[Required work] For the data that follows, state how many lines hold the string "commit", giving the number by itself.

Saved data entries:
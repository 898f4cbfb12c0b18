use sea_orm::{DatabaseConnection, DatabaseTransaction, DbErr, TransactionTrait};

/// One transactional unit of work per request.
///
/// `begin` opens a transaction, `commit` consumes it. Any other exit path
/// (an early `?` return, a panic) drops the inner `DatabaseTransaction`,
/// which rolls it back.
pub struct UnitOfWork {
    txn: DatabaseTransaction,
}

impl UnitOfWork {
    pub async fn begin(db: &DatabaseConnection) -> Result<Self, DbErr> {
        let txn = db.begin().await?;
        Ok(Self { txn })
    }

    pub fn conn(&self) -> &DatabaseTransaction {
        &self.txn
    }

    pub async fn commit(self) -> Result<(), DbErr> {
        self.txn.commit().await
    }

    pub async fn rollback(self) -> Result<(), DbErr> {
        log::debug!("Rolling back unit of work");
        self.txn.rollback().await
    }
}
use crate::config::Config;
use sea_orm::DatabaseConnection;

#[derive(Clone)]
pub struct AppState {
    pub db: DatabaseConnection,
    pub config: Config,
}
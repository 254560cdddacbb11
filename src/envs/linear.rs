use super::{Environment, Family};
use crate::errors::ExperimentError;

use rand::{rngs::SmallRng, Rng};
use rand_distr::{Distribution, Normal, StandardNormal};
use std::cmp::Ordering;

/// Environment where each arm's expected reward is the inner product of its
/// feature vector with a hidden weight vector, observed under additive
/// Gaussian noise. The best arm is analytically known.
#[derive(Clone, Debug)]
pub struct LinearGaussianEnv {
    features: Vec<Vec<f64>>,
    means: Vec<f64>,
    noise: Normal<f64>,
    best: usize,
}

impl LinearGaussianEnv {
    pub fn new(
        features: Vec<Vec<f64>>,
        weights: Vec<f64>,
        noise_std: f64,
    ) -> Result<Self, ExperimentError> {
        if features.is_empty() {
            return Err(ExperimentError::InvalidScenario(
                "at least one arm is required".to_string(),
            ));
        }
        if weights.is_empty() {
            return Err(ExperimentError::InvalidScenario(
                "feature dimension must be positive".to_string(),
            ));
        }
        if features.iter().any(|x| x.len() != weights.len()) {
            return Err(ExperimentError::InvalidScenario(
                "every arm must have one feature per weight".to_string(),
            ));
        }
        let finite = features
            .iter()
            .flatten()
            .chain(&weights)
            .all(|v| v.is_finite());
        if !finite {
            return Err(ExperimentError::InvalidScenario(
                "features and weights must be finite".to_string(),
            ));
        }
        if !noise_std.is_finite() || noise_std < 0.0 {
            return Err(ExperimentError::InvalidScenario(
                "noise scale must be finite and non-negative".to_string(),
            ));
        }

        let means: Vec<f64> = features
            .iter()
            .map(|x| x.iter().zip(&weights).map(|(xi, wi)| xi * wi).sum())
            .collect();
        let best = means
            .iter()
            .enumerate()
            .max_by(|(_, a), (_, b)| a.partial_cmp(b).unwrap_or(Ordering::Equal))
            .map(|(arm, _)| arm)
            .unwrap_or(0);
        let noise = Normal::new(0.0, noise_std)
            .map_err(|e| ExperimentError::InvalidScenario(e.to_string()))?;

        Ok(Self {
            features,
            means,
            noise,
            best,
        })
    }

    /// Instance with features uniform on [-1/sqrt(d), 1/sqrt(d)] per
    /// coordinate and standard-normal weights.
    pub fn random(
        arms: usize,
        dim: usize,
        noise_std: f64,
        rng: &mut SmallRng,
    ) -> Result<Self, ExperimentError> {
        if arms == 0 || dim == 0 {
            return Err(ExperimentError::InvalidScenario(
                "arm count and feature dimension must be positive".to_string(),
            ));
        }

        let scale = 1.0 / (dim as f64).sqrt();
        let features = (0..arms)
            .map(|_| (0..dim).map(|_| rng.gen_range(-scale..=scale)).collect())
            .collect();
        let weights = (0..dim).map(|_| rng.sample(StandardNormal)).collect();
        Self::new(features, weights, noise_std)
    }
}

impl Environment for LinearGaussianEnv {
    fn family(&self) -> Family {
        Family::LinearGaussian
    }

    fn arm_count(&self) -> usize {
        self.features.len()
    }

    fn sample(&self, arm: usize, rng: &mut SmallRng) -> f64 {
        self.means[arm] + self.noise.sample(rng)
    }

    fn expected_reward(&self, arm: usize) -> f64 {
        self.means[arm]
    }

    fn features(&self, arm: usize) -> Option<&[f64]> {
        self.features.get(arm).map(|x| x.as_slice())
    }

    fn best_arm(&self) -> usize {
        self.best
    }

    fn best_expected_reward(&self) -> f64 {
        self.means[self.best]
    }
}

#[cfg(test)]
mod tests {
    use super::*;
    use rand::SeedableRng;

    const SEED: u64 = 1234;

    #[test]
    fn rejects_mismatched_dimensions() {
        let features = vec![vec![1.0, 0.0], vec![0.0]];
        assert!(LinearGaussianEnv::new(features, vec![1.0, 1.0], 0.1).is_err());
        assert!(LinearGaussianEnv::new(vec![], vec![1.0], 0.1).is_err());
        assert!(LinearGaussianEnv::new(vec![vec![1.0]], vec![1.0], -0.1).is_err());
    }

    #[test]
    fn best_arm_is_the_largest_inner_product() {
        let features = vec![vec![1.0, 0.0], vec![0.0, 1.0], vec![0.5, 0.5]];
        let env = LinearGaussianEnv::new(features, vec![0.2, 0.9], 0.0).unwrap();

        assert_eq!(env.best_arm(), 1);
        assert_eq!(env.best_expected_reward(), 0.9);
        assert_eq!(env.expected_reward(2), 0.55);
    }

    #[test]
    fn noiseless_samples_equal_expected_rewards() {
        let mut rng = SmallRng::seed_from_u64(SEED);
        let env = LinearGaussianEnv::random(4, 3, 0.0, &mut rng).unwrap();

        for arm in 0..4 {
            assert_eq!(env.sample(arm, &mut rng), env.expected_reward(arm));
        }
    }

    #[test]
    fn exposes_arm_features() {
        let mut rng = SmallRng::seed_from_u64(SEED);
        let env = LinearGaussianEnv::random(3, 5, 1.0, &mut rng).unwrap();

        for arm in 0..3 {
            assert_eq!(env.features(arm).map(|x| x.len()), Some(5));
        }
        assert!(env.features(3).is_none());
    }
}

[Answer box] 3